Otro proyecto es Arte en pequeño formato, una muestra anual organizada junto a Victoria Baeza, Santiago Arce y Mariana Gallegos de Los Santos. “Este año nos animamos a hacerlo en el Museo de Arquitectura. El pequeño formato es más accesible: alguien que nunca compró arte difícilmente arranque con un cuadro de dos metros por dos, pero sí puede animarse a uno de 30×20. Y lo logramos: en esta edición se vendieron cerca de 150 obras”, celebra.

Intensidad, pasión, abundancia

Todo es intenso en el mundo de Mariela Ivanier: el color, las palabras, el arte, los vínculos. Ella misma lo resume: “Soy abundante. Abundante en temas, en gente, en arte. Soy exagerada. Profundamente exagerada”.

Sin embargo, al preguntarle por sus pasiones principales, sorprende: “Mis dos grandes pasiones en este momento no están colgadas en ningún lugar: son mi hija Mora y mi compañero Santiago, un hombre bueno, que me costó muchos años encontrar”.

Definirse en una palabra

Cuando le consulto cómo le gustaría que la definieran, la abundante Mariela se queda en silencio por primera vez: “Mirá el silencio que provocaste. A mí me gustaría que me definieran como una buena persona”.

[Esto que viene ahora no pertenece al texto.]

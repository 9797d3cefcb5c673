//! # Domain Value Objects
//!
//! Immutable value types shared by routing, execution and merging.

use super::errors::{DataSourceName, TableTail};
use serde::{Deserialize, Serialize};
use std::fmt;

/// One executable unit: a data source plus a table tail.
///
/// The tail is empty for tables that are not table-sharded; the pair is
/// immutable once created and owned by the registry, route results only
/// reference it.
#[derive(Clone, Debug, PartialEq, Eq, Hash, PartialOrd, Ord, Serialize, Deserialize)]
pub struct PhysicalTarget {
    data_source: DataSourceName,
    tail: TableTail,
}

impl PhysicalTarget {
    /// Create a target from a data source name and a table tail.
    pub fn new(data_source: impl Into<DataSourceName>, tail: impl Into<TableTail>) -> Self {
        Self {
            data_source: data_source.into(),
            tail: tail.into(),
        }
    }

    /// Target in a data source with no table sharding.
    pub fn data_source_only(data_source: impl Into<DataSourceName>) -> Self {
        Self::new(data_source, "")
    }

    /// Data source name.
    pub fn data_source(&self) -> &str {
        &self.data_source
    }

    /// Table tail; empty when the table is not sharded.
    pub fn tail(&self) -> &str {
        &self.tail
    }
}

impl fmt::Display for PhysicalTarget {
    fn fmt(&self, f: &mut fmt::Formatter<'_>) -> fmt::Result {
        if self.tail.is_empty() {
            write!(f, "{}", self.data_source)
        } else {
            write!(f, "{}.{}", self.data_source, self.tail)
        }
    }
}

/// Shard key value. A closed set of variants stands in for the dynamic
/// key value of the virtual schema; `Null` exists only so routing can
/// fail fast on it.
#[derive(Clone, Debug, PartialEq, Eq, Hash, Serialize, Deserialize)]
pub enum ShardValue {
    /// Integer key.
    Int(i64),
    /// Text key.
    Text(String),
    /// Absent key. Routing on this is always an error.
    Null,
}

impl fmt::Display for ShardValue {
    fn fmt(&self, f: &mut fmt::Formatter<'_>) -> fmt::Result {
        match self {
            Self::Int(v) => write!(f, "{}", v),
            Self::Text(v) => write!(f, "{}", v),
            Self::Null => write!(f, "<null>"),
        }
    }
}

impl From<i64> for ShardValue {
    fn from(v: i64) -> Self {
        Self::Int(v)
    }
}

impl From<&str> for ShardValue {
    fn from(v: &str) -> Self {
        Self::Text(v.to_string())
    }
}

/// Predicate over the shard key. Routes include a target unless the
/// predicate is provably false for every value reachable under it, so
/// unsupported shapes degrade to a full candidate scan, never to a
/// dropped target.
#[derive(Clone, Debug, PartialEq, Eq, Serialize, Deserialize)]
pub enum KeyPredicate {
    /// Key equals a value.
    Eq(ShardValue),
    /// Key is one of the listed values.
    In(Vec<ShardValue>),
    /// Key lies in an inclusive range (open ends allowed).
    Range {
        /// Inclusive lower bound.
        min: Option<ShardValue>,
        /// Inclusive upper bound.
        max: Option<ShardValue>,
    },
}

/// The single active routing condition of a logical query.
#[derive(Clone, Debug, PartialEq, Eq, Serialize, Deserialize)]
pub enum RouteCondition {
    /// Exact shard key value; maps to exactly one target per entity.
    Value(ShardValue),
    /// Predicate over the shard key; conservative candidate inclusion.
    Predicate(KeyPredicate),
    /// No restriction; every known target per entity.
    FullScan,
}

/// Connection discipline for a fan-out.
#[derive(Clone, Copy, Debug, PartialEq, Eq, Serialize, Deserialize)]
pub enum ConnectionMode {
    /// One connection, units execute one at a time. Used for
    /// single-target queries that may reuse a connection.
    Sequential,
    /// Independent connections, bounded N-way concurrent fan-out.
    Scatter,
}

/// What a per-target failure does to the whole query.
#[derive(Clone, Copy, Debug, PartialEq, Eq, Serialize, Deserialize)]
pub enum FailurePolicy {
    /// First failure cancels all in-flight siblings and fails the query.
    FailFast,
    /// Failures are recorded and excluded; the result is flagged partial.
    PartialTolerant,
}

/// Merge session state machine.
#[derive(Clone, Copy, Debug, PartialEq, Eq, Serialize, Deserialize, Default)]
pub enum MergePhase {
    /// Nothing dispatched yet.
    #[default]
    Idle,
    /// Targets chosen, units launched.
    Dispatching,
    /// Partials arriving.
    Collecting,
    /// Combinator applied.
    Reducing,
    /// Terminal: merge finished.
    Complete,
    /// Terminal: fail-fast failure while collecting.
    Failed,
    /// Terminal: the caller withdrew the query before the merge settled.
    Cancelled,
}

impl MergePhase {
    /// Check whether a transition to `next` is valid.
    pub fn can_transition_to(&self, next: MergePhase) -> bool {
        matches!(
            (self, next),
            (Self::Idle, Self::Dispatching)
                | (Self::Dispatching, Self::Collecting)
                | (Self::Dispatching, Self::Complete)
                | (Self::Collecting, Self::Reducing)
                | (Self::Collecting, Self::Failed)
                | (Self::Collecting, Self::Cancelled)
                | (Self::Reducing, Self::Complete)
        )
    }

    /// Check if this is a terminal phase.
    pub fn is_terminal(&self) -> bool {
        matches!(self, Self::Complete | Self::Failed | Self::Cancelled)
    }
}

impl fmt::Display for MergePhase {
    fn fmt(&self, f: &mut fmt::Formatter<'_>) -> fmt::Result {
        write!(f, "{:?}", self)
    }
}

Recuerda entonces a su abuelo José, quien con solo séptimo grado se convirtió en un gran empresario en San Juan. “Hay una palabra en ídish que lo define: mensch. Significa buena persona, alguien trascendente, importante para su comunidad. Eso era mi abuelo y me gustaría heredarlo”.

Mariela Ivanier: el arte de la abundancia

La emoción la invade al evocar su muerte: “Cuando murió, en San Juan cerraron los comercios para acompañarlo. Yo tenía 16 años. Recuerdo al ciego que siempre vendía ballenitas en la puerta de su negocio; mi abuelo siempre le compraba. Cuando pasó el camión con su féretro, ese hombre gritó: ‘Adiós Don José’. Después no pude ver más. Como el ciego”, relata con lágrimas en los ojos.

Esos mismos ojos —curiosos y atentos, que me sorprendieron en nuestro primer encuentro— son ahora el telón final de una entrevista abundante en emociones.